» Task details: Would you return the entries exactly, with every line intact?

» Information given:
────────────────────────────────────────

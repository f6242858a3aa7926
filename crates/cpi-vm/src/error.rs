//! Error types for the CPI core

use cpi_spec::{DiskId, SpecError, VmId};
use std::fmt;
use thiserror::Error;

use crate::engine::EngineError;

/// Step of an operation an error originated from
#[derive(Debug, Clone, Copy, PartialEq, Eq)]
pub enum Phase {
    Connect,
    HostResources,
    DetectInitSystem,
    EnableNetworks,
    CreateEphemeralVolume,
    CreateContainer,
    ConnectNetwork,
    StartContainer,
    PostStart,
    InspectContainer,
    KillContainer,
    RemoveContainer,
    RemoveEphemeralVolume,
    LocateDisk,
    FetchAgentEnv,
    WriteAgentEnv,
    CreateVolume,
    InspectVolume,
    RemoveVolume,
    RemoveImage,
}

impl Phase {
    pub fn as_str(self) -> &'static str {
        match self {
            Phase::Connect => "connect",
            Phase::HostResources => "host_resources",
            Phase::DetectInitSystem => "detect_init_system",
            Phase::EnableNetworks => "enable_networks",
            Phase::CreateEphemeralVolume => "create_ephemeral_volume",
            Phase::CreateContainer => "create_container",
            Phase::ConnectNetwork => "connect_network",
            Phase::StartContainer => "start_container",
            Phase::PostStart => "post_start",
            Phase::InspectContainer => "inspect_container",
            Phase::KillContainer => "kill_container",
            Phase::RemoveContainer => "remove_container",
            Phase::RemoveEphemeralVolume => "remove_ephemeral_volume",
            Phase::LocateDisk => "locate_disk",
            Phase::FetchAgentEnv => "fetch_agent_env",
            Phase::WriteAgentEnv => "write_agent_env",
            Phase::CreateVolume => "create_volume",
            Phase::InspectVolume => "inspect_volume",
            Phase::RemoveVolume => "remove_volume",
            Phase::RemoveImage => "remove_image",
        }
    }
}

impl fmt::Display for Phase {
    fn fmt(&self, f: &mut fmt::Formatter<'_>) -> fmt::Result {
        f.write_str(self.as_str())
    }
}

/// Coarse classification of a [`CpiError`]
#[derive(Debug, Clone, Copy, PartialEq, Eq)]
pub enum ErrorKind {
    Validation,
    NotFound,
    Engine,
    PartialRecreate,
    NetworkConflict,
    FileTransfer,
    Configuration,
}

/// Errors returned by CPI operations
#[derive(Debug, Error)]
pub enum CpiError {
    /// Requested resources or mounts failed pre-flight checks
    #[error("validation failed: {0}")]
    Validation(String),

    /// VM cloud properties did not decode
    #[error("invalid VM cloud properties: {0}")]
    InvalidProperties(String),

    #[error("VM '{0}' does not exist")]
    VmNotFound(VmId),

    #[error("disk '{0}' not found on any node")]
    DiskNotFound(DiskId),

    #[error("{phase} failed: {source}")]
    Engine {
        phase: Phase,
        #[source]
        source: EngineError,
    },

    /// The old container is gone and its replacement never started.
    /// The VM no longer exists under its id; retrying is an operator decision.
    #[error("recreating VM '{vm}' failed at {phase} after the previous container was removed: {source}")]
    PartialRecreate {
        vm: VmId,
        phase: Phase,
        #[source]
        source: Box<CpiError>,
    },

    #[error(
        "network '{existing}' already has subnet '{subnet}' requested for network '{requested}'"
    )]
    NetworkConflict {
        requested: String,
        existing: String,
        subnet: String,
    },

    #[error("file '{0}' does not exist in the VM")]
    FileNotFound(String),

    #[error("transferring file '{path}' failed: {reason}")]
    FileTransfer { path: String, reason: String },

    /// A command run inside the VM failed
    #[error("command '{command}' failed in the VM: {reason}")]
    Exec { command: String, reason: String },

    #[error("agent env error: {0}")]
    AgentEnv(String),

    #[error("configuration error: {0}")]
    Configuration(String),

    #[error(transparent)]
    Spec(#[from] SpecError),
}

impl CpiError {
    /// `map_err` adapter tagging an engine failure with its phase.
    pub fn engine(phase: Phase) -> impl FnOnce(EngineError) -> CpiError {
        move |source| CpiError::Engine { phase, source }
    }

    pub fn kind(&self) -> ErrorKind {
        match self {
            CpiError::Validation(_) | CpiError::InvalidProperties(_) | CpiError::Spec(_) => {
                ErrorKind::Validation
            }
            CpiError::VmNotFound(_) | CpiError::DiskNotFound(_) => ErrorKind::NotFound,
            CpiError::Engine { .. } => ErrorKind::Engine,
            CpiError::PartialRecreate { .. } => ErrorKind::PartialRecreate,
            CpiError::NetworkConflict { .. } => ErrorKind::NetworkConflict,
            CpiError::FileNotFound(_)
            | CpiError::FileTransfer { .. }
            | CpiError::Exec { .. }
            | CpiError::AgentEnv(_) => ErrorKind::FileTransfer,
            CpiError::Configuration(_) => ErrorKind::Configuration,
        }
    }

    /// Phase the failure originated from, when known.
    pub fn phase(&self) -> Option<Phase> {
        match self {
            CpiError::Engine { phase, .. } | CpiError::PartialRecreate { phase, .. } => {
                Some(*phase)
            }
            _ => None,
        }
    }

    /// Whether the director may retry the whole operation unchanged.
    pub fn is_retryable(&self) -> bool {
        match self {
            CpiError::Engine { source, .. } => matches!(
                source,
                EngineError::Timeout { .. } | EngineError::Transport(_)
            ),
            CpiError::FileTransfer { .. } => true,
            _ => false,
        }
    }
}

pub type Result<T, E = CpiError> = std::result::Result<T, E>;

────────────────────────────────────────

» Response:
repository f6242858a3aa7926
filename crates/cpi-vm/src/error.rs
//! Error types for the CPI core

use cpi_spec::{DiskId, SpecError, VmId};
use std::fmt;
use thiserror::Error;

use crate::engine::EngineError;

/// Step of an operation an error originated from
#[derive(Debug, Clone, Copy, PartialEq, Eq)]
pub enum Phase {
    Connect,
    HostResources,
    DetectInitSystem,
    EnableNetworks,
    CreateEphemeralVolume,
    CreateContainer,
    ConnectNetwork,
    StartContainer,
    PostStart,
    InspectContainer,
    KillContainer,
    RemoveContainer,
    RemoveEphemeralVolume,
    LocateDisk,
    FetchAgentEnv,
    WriteAgentEnv,
    CreateVolume,
    InspectVolume,
    RemoveVolume,
    RemoveImage,
}

impl Phase {
    pub fn as_str(self) -> &'static str {
        match self {
            Phase::Connect => "connect",
            Phase::HostResources => "host_resources",
            Phase::DetectInitSystem => "detect_init_system",
            Phase::EnableNetworks => "enable_networks",
            Phase::CreateEphemeralVolume => "create_ephemeral_volume",
            Phase::CreateContainer => "create_container",
            Phase::ConnectNetwork => "connect_network",
            Phase::StartContainer => "start_container",
            Phase::PostStart => "post_start",
            Phase::InspectContainer => "inspect_container",
            Phase::KillContainer => "kill_container",
            Phase::RemoveContainer => "remove_container",
            Phase::RemoveEphemeralVolume => "remove_ephemeral_volume",
            Phase::LocateDisk => "locate_disk",
            Phase::FetchAgentEnv => "fetch_agent_env",
            Phase::WriteAgentEnv => "write_agent_env",
            Phase::CreateVolume => "create_volume",
            Phase::InspectVolume => "inspect_volume",
            Phase::RemoveVolume => "remove_volume",
            Phase::RemoveImage => "remove_image",
        }
    }
}

impl fmt::Display for Phase {
    fn fmt(&self, f: &mut fmt::Formatter<'_>) -> fmt::Result {
        f.write_str(self.as_str())
    }
}

/// Coarse classification of a [`CpiError`]
#[derive(Debug, Clone, Copy, PartialEq, Eq)]
pub enum ErrorKind {
    Validation,
    NotFound,
    Engine,
    PartialRecreate,
    NetworkConflict,
    FileTransfer,
    Configuration,
}

/// Errors returned by CPI operations
#[derive(Debug, Error)]
pub enum CpiError {
    /// Requested resources or mounts failed pre-flight checks
    #[error("validation failed: {0}")]
    Validation(String),

    /// VM cloud properties did not decode
    #[error("invalid VM cloud properties: {0}")]
    InvalidProperties(String),

    #[error("VM '{0}' does not exist")]
    VmNotFound(VmId),

    #[error("disk '{0}' not found on any node")]
    DiskNotFound(DiskId),

    #[error("{phase} failed: {source}")]
    Engine {
        phase: Phase,
        #[source]
        source: EngineError,
    },

    /// The old container is gone and its replacement never started.
    /// The VM no longer exists under its id; retrying is an operator decision.
    #[error("recreating VM '{vm}' failed at {phase} after the previous container was removed: {source}")]
    PartialRecreate {
        vm: VmId,
        phase: Phase,
        #[source]
        source: Box<CpiError>,
    },

    #[error(
        "network '{existing}' already has subnet '{subnet}' requested for network '{requested}'"
    )]
    NetworkConflict {
        requested: String,
        existing: String,
        subnet: String,
    },

    #[error("file '{0}' does not exist in the VM")]
    FileNotFound(String),

    #[error("transferring file '{path}' failed: {reason}")]
    FileTransfer { path: String, reason: String },

    /// A command run inside the VM failed
    #[error("command '{command}' failed in the VM: {reason}")]
    Exec { command: String, reason: String },

    #[error("agent env error: {0}")]
    AgentEnv(String),

    #[error("configuration error: {0}")]
    Configuration(String),

    #[error(transparent)]
    Spec(#[from] SpecError),
}

impl CpiError {
    /// `map_err` adapter tagging an engine failure with its phase.
    pub fn engine(phase: Phase) -> impl FnOnce(EngineError) -> CpiError {
        move |source| CpiError::Engine { phase, source }
    }

    pub fn kind(&self) -> ErrorKind {
        match self {
            CpiError::Validation(_) | CpiError::InvalidProperties(_) | CpiError::Spec(_) => {
                ErrorKind::Validation
            }
            CpiError::VmNotFound(_) | CpiError::DiskNotFound(_) => ErrorKind::NotFound,
            CpiError::Engine { .. } => ErrorKind::Engine,
            CpiError::PartialRecreate { .. } => ErrorKind::PartialRecreate,
            CpiError::NetworkConflict { .. } => ErrorKind::NetworkConflict,
            CpiError::FileNotFound(_)
            | CpiError::FileTransfer { .. }
            | CpiError::Exec { .. }
            | CpiError::AgentEnv(_) => ErrorKind::FileTransfer,
            CpiError::Configuration(_) => ErrorKind::Configuration,
        }
    }

    /// Phase the failure originated from, when known.
    pub fn phase(&self) -> Option<Phase> {
        match self {
            CpiError::Engine { phase, .. } | CpiError::PartialRecreate { phase, .. } => {
                Some(*phase)
            }
            _ => None,
        }
    }

    /// Whether the director may retry the whole operation unchanged.
    pub fn is_retryable(&self) -> bool {
        match self {
            CpiError::Engine { source, .. } => matches!(
                source,
                EngineError::Timeout { .. } | EngineError::Transport(_)
            ),
            CpiError::FileTransfer { .. } => true,
            _ => false,
        }
    }
}

pub type Result<T, E = CpiError> = std::result::Result<T, E>;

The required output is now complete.